How to force postgresql to use particular index when all fields match - postgresql

Consider I have a table T with fields a,b,c,d with two indices: first on a,b,c fields and second on a,b,d fields. Types of a,b,c and d are integer. Both indices are almost the same (on production they both have about 2Gb size, they have the same creation time and the same statistics of usage, table overall have about 60 millions rows).
I make two queries:
select * from T where a=... and b=... and c=...;
select * from T where a=... and b=... and d=...;
I expect that for the first query index on a,b,c fields is used and for the second index on a,b,d fields is used. However it's not the case and for both queries first index is used, but in second case with "filter"(I used expect analyze to gain this knowledge). For me such behavior is unacceptable, because in some circumstances number of entries in filter grows very fast and autovacuum/analyze (which actually helps the planner to use the right index) works too slow to prevent the unexpected latencies and downtime.
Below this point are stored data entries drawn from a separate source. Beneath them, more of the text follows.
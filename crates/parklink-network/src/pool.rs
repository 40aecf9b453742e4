//! Fixed set of links managed together.
//!
//! Members are index-addressed in construction order and never added or
//! removed afterwards. Aggregate operations walk the members in order and
//! report per-index results.

use std::collections::BTreeMap;
use std::sync::Arc;
use std::time::Duration;

use parklink_core::DeviceEndpoint;
use parklink_core::constants::DEFAULT_ACTIVATION_PAUSE_MS;
use parklink_protocol::StatusSnapshot;
use tracing::info;

use crate::events::LinkEventSink;
use crate::link::{DeviceLink, LinkConfig};

/// Configuration for a pool
#[derive(Debug, Clone)]
pub struct PoolConfig {
    /// Pause between consecutive activations in [`LinkPool::activate_all`]
    pub activation_pause: Duration,
}

impl Default for PoolConfig {
    fn default() -> Self {
        Self {
            activation_pause: Duration::from_millis(DEFAULT_ACTIVATION_PAUSE_MS),
        }
    }
}

/// Ordered, fixed-size collection of links.
#[derive(Debug)]
pub struct LinkPool {
    links: Vec<DeviceLink>,
    config: PoolConfig,
}

impl LinkPool {
    pub fn new(links: Vec<DeviceLink>, config: PoolConfig) -> Self {
        Self { links, config }
    }

    /// One link per endpoint, all sharing `link_config` and `events`.
    pub fn from_endpoints(
        endpoints: impl IntoIterator<Item = DeviceEndpoint>,
        link_config: LinkConfig,
        config: PoolConfig,
        events: Option<Arc<dyn LinkEventSink>>,
    ) -> Self {
        let links = endpoints
            .into_iter()
            .map(|endpoint| {
                let link = DeviceLink::with_config(endpoint, link_config.clone());
                match &events {
                    Some(events) => link.with_events(Arc::clone(events)),
                    None => link,
                }
            })
            .collect();
        Self::new(links, config)
    }

    /// Activate every member in index order, pausing between members.
    pub async fn activate_all(&mut self) -> BTreeMap<usize, bool> {
        let mut results = BTreeMap::new();
        let count = self.links.len();
        for (index, link) in self.links.iter_mut().enumerate() {
            results.insert(index, link.activate().await);
            if index + 1 < count {
                tokio::time::sleep(self.config.activation_pause).await;
            }
        }
        info!(
            connected = results.values().filter(|&&ok| ok).count(),
            total = count,
            "Pool activated"
        );
        results
    }

    pub fn deactivate_all(&mut self) {
        for link in &mut self.links {
            link.deactivate();
        }
    }

    /// Check every active member; inactive members report `false` without a
    /// network call.
    pub async fn check_all(&mut self) -> BTreeMap<usize, bool> {
        let mut results = BTreeMap::new();
        for (index, link) in self.links.iter_mut().enumerate() {
            let ok = if link.is_active() {
                link.check_connection().await
            } else {
                false
            };
            results.insert(index, ok);
        }
        results
    }

    pub async fn fetch_all_statuses(&mut self) -> BTreeMap<usize, Option<StatusSnapshot>> {
        let mut results = BTreeMap::new();
        for (index, link) in self.links.iter_mut().enumerate() {
            results.insert(index, link.fetch_status().await);
        }
        results
    }

    /// Bounds-checked lookup. Negative and out-of-range indices yield `None`.
    ///
    /// ```
    /// use parklink_network::{LinkPool, PoolConfig};
    ///
    /// let pool = LinkPool::new(Vec::new(), PoolConfig::default());
    /// assert!(pool.get(-1).is_none());
    /// assert!(pool.get(0).is_none());
    /// ```
    pub fn get<I: TryInto<usize>>(&self, index: I) -> Option<&DeviceLink> {
        self.links.get(index.try_into().ok()?)
    }

    pub fn get_mut<I: TryInto<usize>>(&mut self, index: I) -> Option<&mut DeviceLink> {
        self.links.get_mut(index.try_into().ok()?)
    }

    pub fn len(&self) -> usize {
        self.links.len()
    }

    pub fn is_empty(&self) -> bool {
        self.links.is_empty()
    }

    pub fn iter(&self) -> impl Iterator<Item = &DeviceLink> {
        self.links.iter()
    }

    pub fn iter_mut(&mut self) -> impl Iterator<Item = &mut DeviceLink> {
        self.links.iter_mut()
    }

    pub fn config(&self) -> &PoolConfig {
        &self.config
    }
}
//! Injected observer for link activity.
//!
//! A [`DeviceLink`](crate::DeviceLink) reports connection successes and
//! failures and every command it issues to an optional [`LinkEventSink`].
//! Statistics and logging live behind this trait instead of in process-wide
//! state.

use parklink_core::DeviceEndpoint;
use parklink_protocol::Command;
use tracing::{debug, info, warn};

use crate::outcome::CommandOutcome;

/// Receives link events. All methods default to doing nothing.
pub trait LinkEventSink: Send + Sync {
    fn on_connected(&self, _endpoint: &DeviceEndpoint) {}

    fn on_connection_failed(&self, _endpoint: &DeviceEndpoint, _reason: &str) {}

    fn on_command(&self, _endpoint: &DeviceEndpoint, _command: &Command, _outcome: &CommandOutcome) {
    }
}

/// Sink that writes every event to `tracing`.
#[derive(Debug, Clone, Copy, Default)]
pub struct TracingEventSink;

impl LinkEventSink for TracingEventSink {
    fn on_connected(&self, endpoint: &DeviceEndpoint) {
        info!(addr = %endpoint, "Endpoint connected");
    }

    fn on_connection_failed(&self, endpoint: &DeviceEndpoint, reason: &str) {
        warn!(addr = %endpoint, reason, "Endpoint connection failed");
    }

    fn on_command(&self, endpoint: &DeviceEndpoint, command: &Command, outcome: &CommandOutcome) {
        debug!(
            addr = %endpoint,
            action = command.action(),
            status = %outcome.status,
            message = outcome.message.as_deref().unwrap_or_default(),
            "Command issued"
        );
    }
}
use std::sync::Arc;
use std::time::Duration;

use parklink_core::constants::{INDICATOR_COUNT, SEGMENT_COUNT};

use super::{
    ManualClock, MockAnalog, MockAnalogHandle, MockInput, MockInputHandle, MockOutput,
    MockOutputHandle, MockPwm, MockPwmHandle,
};
use crate::{
    Result,
    board::{Board, BoardPins},
    traits::{Clock, DigitalOutput},
};

const SEGMENT_NAMES: [&str; SEGMENT_COUNT] = ["GP4", "GP5", "GP6", "GP7", "GP8", "GP9", "GP10"];

/// Control handles for a fully mocked [`Board`].
///
/// ```
/// use std::time::Duration;
/// use parklink_hardware::mock::MockBoard;
///
/// let (mut board, mock) = MockBoard::build(Duration::from_millis(150)).unwrap();
/// board.apply_defaults().unwrap();
///
/// mock.entry.press();
/// board.sample_inputs().unwrap();
/// assert!(board.state().entry);
/// ```
#[derive(Debug, Clone)]
pub struct MockBoard {
    pub entry: MockInputHandle,
    pub exit: MockInputHandle,
    pub light: MockAnalogHandle,
    pub indicators: Vec<MockOutputHandle>,
    pub servo: MockPwmHandle,
    pub segments: Vec<MockOutputHandle>,
    /// Clock used by [`MockBoard::build`]; untouched by boards built with
    /// another clock.
    pub clock: ManualClock,
}

impl MockBoard {
    /// Mock pins wired like an endpoint, with their handles.
    pub fn pins() -> (BoardPins, Self) {
        let (entry_button, entry) = MockInput::new("GP14");
        let (exit_button, exit) = MockInput::new("GP15");
        let (light_sensor, light) = MockAnalog::new("ADC0");
        let (servo_pin, servo) = MockPwm::new("GP16");

        let mut indicator_pins: Vec<Box<dyn DigitalOutput>> = Vec::with_capacity(INDICATOR_COUNT);
        let mut indicators = Vec::with_capacity(INDICATOR_COUNT);
        for name in ["GP2", "GP3"] {
            let (pin, handle) = MockOutput::new(name);
            indicator_pins.push(Box::new(pin));
            indicators.push(handle);
        }

        let mut segment_pins: Vec<Box<dyn DigitalOutput>> = Vec::with_capacity(SEGMENT_COUNT);
        let mut segments = Vec::with_capacity(SEGMENT_COUNT);
        for name in SEGMENT_NAMES {
            let (pin, handle) = MockOutput::new(name);
            segment_pins.push(Box::new(pin));
            segments.push(handle);
        }

        let pins = BoardPins {
            entry_button: Box::new(entry_button),
            exit_button: Box::new(exit_button),
            light_sensor: Box::new(light_sensor),
            indicators: indicator_pins,
            servo: Box::new(servo_pin),
            segments: segment_pins,
        };
        let mock = Self {
            entry,
            exit,
            light,
            indicators,
            servo,
            segments,
            clock: ManualClock::new(0),
        };
        (pins, mock)
    }

    /// A mocked board driven by the handle's [`ManualClock`].
    pub fn build(debounce: Duration) -> Result<(Board, Self)> {
        let (pins, mock) = Self::pins();
        let board = Board::new(pins, Arc::new(mock.clock.clone()), debounce)?;
        Ok((board, mock))
    }

    /// A mocked board driven by an arbitrary clock.
    pub fn build_with_clock(debounce: Duration, clock: Arc<dyn Clock>) -> Result<(Board, Self)> {
        let (pins, mock) = Self::pins();
        let board = Board::new(pins, clock, debounce)?;
        Ok((board, mock))
    }

    /// Current segment levels a..g.
    pub fn segment_levels(&self) -> [bool; SEGMENT_COUNT] {
        std::array::from_fn(|i| self.segments[i].level())
    }
}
So my question is: how can I force postgresql not to use wrong index with filtering, but rather use the right index when all fields in query's 'where' and in that index match?

Finally I found the solution. It's not perfect and I will not mark it as the best one, however it works and could help someone.
What I have actually done is I have changed the indices, instead of a,b,c and a,b,d indices now I'm having c,a,b and d,a,b.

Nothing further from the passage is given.